Baja de la pobreza: una “ficción metodológica” que no se refleja en el bolsillo según la UCA

El director del Observatorio de la Deuda Social de la Universidad Católica Argentina (UCA), Agustín Salvia, cuestionó los últimos datos oficiales que muestran una reducción de la pobreza y advirtió que se trata de una mejora estadística que no impacta en la vida cotidiana de la población. Según sostuvo, la baja es una “ficción metodológica” que no implica una recuperación real del poder de compra.
El eje de la crítica apunta a la forma en que se calcula la línea de pobreza. Salvia señaló que se utilizan patrones de consumo correspondientes a 2004 y 2005, cuando el peso de los servicios públicos en el gasto familiar era significativamente menor. En contraste, en la actualidad tarifas como luz, gas, agua y transporte representan una porción mucho más alta de los ingresos, lo que reduce de manera considerable el dinero disponible para alimentos y otros bienes esenciales.

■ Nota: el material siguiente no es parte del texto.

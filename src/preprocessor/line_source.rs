use super::error::{PreprocessorError, PreprocessorResult};

use std::fs::File;
use std::io::{BufRead, BufReader, Read};
use std::path::{Path, PathBuf};

/// One line of a source file, terminator included.
///
/// Kept as raw bytes; sources are not required to be UTF-8.
#[derive(Debug, Clone, PartialEq)]
pub struct Line {
    pub text: Vec<u8>,
    /// 1-based line number within the owning file
    pub number: usize,
}

impl Line {
    pub fn is_directive(&self) -> bool {
        self.text.first() == Some(&b'#')
    }
}

/// Reads a file one bounded line at a time.
pub struct LineSource<R> {
    reader: R,
    path: PathBuf,
    line_number: usize,
    max_line_length: usize,
    buf: Vec<u8>,
}

impl LineSource<BufReader<File>> {
    pub fn open(path: &Path, max_line_length: usize) -> std::io::Result<Self> {
        let file = File::open(path)?;
        Ok(Self::new(BufReader::new(file), path, max_line_length))
    }
}

impl<R: BufRead> LineSource<R> {
    pub fn new(reader: R, path: &Path, max_line_length: usize) -> Self {
        Self {
            reader,
            path: path.to_path_buf(),
            line_number: 0,
            max_line_length,
            buf: Vec::new(),
        }
    }

    pub fn line_number(&self) -> usize {
        self.line_number
    }

    /// Next line, or `None` at end of file.
    pub fn next_line(&mut self) -> PreprocessorResult<Option<Line>> {
        self.buf.clear();
        let limit = self.max_line_length as u64 + 1;
        let read = (&mut self.reader)
            .take(limit)
            .read_until(b'\n', &mut self.buf)
            .map_err(|e| PreprocessorError::io(self.path.display(), e))?;
        if read == 0 {
            return Ok(None);
        }
        self.line_number += 1;

        if self.buf.len() > self.max_line_length {
            return Err(PreprocessorError::LineTooLong {
                path: self.path.display().to_string(),
                line: self.line_number,
                length: self.buf.len(),
                limit: self.max_line_length,
            });
        }

        Ok(Some(Line {
            text: std::mem::take(&mut self.buf),
            number: self.line_number,
        }))
    }
}

#[cfg(test)]
mod tests {
    use super::*;
    use std::io::Cursor;

    fn source(text: &str, max: usize) -> LineSource<Cursor<Vec<u8>>> {
        LineSource::new(
            Cursor::new(text.as_bytes().to_vec()),
            Path::new("test.vsh"),
            max,
        )
    }

    #[test]
    fn test_lines_keep_terminators_and_numbers() {
        let mut lines = source("vs.1.1\r\nmov r0, v0\nlast", 64);
        let first = lines.next_line().unwrap().unwrap();
        assert_eq!(first.text, b"vs.1.1\r\n");
        assert_eq!(first.number, 1);
        let second = lines.next_line().unwrap().unwrap();
        assert_eq!(second.text, b"mov r0, v0\n");
        assert_eq!(second.number, 2);
        let third = lines.next_line().unwrap().unwrap();
        assert_eq!(third.text, b"last");
        assert_eq!(third.number, 3);
        assert_eq!(lines.next_line().unwrap(), None);
        assert_eq!(lines.line_number(), 3);
    }

    #[test]
    fn test_line_at_limit_is_accepted() {
        let mut lines = source("abcd\n", 5);
        assert_eq!(lines.next_line().unwrap().unwrap().text, b"abcd\n");
    }

    #[test]
    fn test_line_over_limit_is_rejected() {
        let mut lines = source("ok\nabcdef\n", 5);
        assert!(lines.next_line().unwrap().is_some());
        match lines.next_line() {
            Err(PreprocessorError::LineTooLong { line, limit, .. }) => {
                assert_eq!(line, 2);
                assert_eq!(limit, 5);
            }
            other => panic!("Expected LineTooLong, got {:?}", other),
        }
    }

    #[test]
    fn test_non_utf8_bytes_are_kept() {
        let mut lines = LineSource::new(
            Cursor::new(b"; caf\xE9\n".to_vec()),
            Path::new("test.vsh"),
            64,
        );
        assert_eq!(lines.next_line().unwrap().unwrap().text, b"; caf\xE9\n");
    }

    #[test]
    fn test_directive_detection() {
        let line = Line {
            text: b"#define A B\n".to_vec(),
            number: 1,
        };
        assert!(line.is_directive());
        let line = Line {
            text: b" #define A B\n".to_vec(),
            number: 1,
        };
        assert!(!line.is_directive());
    }
}
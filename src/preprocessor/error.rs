//! Error types for the preprocessor

use std::fmt;

/// Result type for preprocessor operations
pub type PreprocessorResult<T> = Result<T, PreprocessorError>;

/// Errors that can occur during preprocessing.
///
/// Every variant carries the file and line it was raised on so that it can be
/// reported as `path(line)> message`. Only some of them abort an expansion,
/// see [`PreprocessorError::is_fatal`].
#[derive(Debug, Clone, PartialEq)]
pub enum PreprocessorError {
    /// A `#define` or `#include` line that does not follow its grammar
    MalformedDirective {
        path: String,
        line: usize,
        message: String,
    },

    /// Any other line starting with `#`
    UnrecognizedDirective {
        path: String,
        line: usize,
        directive: String,
    },

    /// A macro name or value was rejected by the registry
    InvalidMacro {
        path: String,
        line: usize,
        message: String,
    },

    /// Storage for a new macro could not be reserved
    AllocationFailure {
        path: String,
        line: usize,
        name: String,
    },

    /// Header named by `#include` could not be opened
    IncludeNotFound {
        path: String,
        line: usize,
        include: String,
        message: String,
    },

    /// Header is already being included further up the chain
    CircularInclude {
        path: String,
        line: usize,
        include: String,
        chain: Vec<String>,
    },

    /// Include nesting went past the configured limit
    IncludeDepthExceeded {
        path: String,
        line: usize,
        include: String,
        limit: usize,
    },

    /// Rewriting a line did not reach a fixed point
    NonConvergentExpansion {
        path: String,
        line: usize,
        rewrites: usize,
    },

    /// Line is longer than the line buffer, either as read or after substitution
    LineTooLong {
        path: String,
        line: usize,
        length: usize,
        limit: usize,
    },

    /// IO error opening, reading or writing a file
    IoError { path: String, message: String },
}

impl PreprocessorError {
    /// Fatal errors abort the expansion; the rest are reported and skipped.
    pub fn is_fatal(&self) -> bool {
        match self {
            PreprocessorError::MalformedDirective { .. }
            | PreprocessorError::UnrecognizedDirective { .. }
            | PreprocessorError::InvalidMacro { .. }
            | PreprocessorError::AllocationFailure { .. }
            | PreprocessorError::IncludeNotFound { .. } => false,
            PreprocessorError::CircularInclude { .. }
            | PreprocessorError::IncludeDepthExceeded { .. }
            | PreprocessorError::NonConvergentExpansion { .. }
            | PreprocessorError::LineTooLong { .. }
            | PreprocessorError::IoError { .. } => true,
        }
    }

    pub fn io(path: impl fmt::Display, err: std::io::Error) -> Self {
        PreprocessorError::IoError {
            path: path.to_string(),
            message: err.to_string(),
        }
    }
}

impl fmt::Display for PreprocessorError {
    fn fmt(&self, f: &mut fmt::Formatter<'_>) -> fmt::Result {
        match self {
            PreprocessorError::MalformedDirective {
                path,
                line,
                message,
            } => {
                write!(f, "{}({})> Malformed directive: {}", path, line, message)
            }
            PreprocessorError::UnrecognizedDirective {
                path,
                line,
                directive,
            } => {
                write!(
                    f,
                    "{}({})> Unrecognized preprocessor directive: {}",
                    path, line, directive
                )
            }
            PreprocessorError::InvalidMacro {
                path,
                line,
                message,
            } => {
                write!(f, "{}({})> Invalid macro: {}", path, line, message)
            }
            PreprocessorError::AllocationFailure { path, line, name } => {
                write!(
                    f,
                    "{}({})> Memory allocation failure registering macro {}",
                    path, line, name
                )
            }
            PreprocessorError::IncludeNotFound {
                path,
                line,
                include,
                message,
            } => {
                write!(
                    f,
                    "{}({})> Could not include header file at \"{}\": {}",
                    path, line, include, message
                )
            }
            PreprocessorError::CircularInclude {
                path,
                line,
                include,
                chain,
            } => {
                write!(
                    f,
                    "{}({})> Circular include detected: {} -> {}",
                    path,
                    line,
                    chain.join(" -> "),
                    include
                )
            }
            PreprocessorError::IncludeDepthExceeded {
                path,
                line,
                include,
                limit,
            } => {
                write!(
                    f,
                    "{}({})> Including \"{}\" exceeds the maximum include depth of {}",
                    path, line, include, limit
                )
            }
            PreprocessorError::NonConvergentExpansion {
                path,
                line,
                rewrites,
            } => {
                write!(
                    f,
                    "{}({})> Macro expansion did not converge after {} rewrites",
                    path, line, rewrites
                )
            }
            PreprocessorError::LineTooLong {
                path,
                line,
                length,
                limit,
            } => {
                write!(
                    f,
                    "{}({})> Line is {} bytes long, the limit is {}",
                    path, line, length, limit
                )
            }
            PreprocessorError::IoError { path, message } => {
                write!(f, "IO error on '{}': {}", path, message)
            }
        }
    }
}

impl std::error::Error for PreprocessorError {}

El peso de los servicios y el deterioro del consumo
En ese marco, el sociólogo explicó que una persona puede quedar por encima de la línea de pobreza en términos técnicos, pero igualmente ver deteriorada su capacidad real de consumo. “Se deja de ser pobre en los papeles, pero no en la vida diaria”, resumió.
Esta brecha se evidencia en los hábitos de consumo. Lejos de una mejora, desde el Observatorio advierten una caída en la compra de productos básicos como lácteos o yerba, junto con recortes en gastos vinculados a salud y educación. La prioridad, indicó Salvia, pasa por afrontar los costos fijos del hogar.
Clase media en retroceso y pobreza persistente
El informe pone el foco en la clase media baja, uno de los sectores más afectados por el actual contexto. Sin acceso a subsidios y con mayores costos estructurales, muchas familias se ven obligadas a ajustar su alimentación y postergar controles médicos o inversiones en educación.
De cara al futuro, Salvia advirtió sobre el riesgo de consolidar un piso elevado de pobreza estructural, estimado entre el 25% y el 30%. Según explicó, este fenómeno está asociado a un mercado laboral debilitado, con escaso dinamismo en el empleo privado, retracción del empleo público y un crecimiento sostenido del trabajo informal.
En este escenario, concluyó, las mejoras que reflejan las estadísticas no alcanzan para describir las condiciones reales de vida, que continúan marcadas por la precariedad y la pérdida de poder adquisitivo.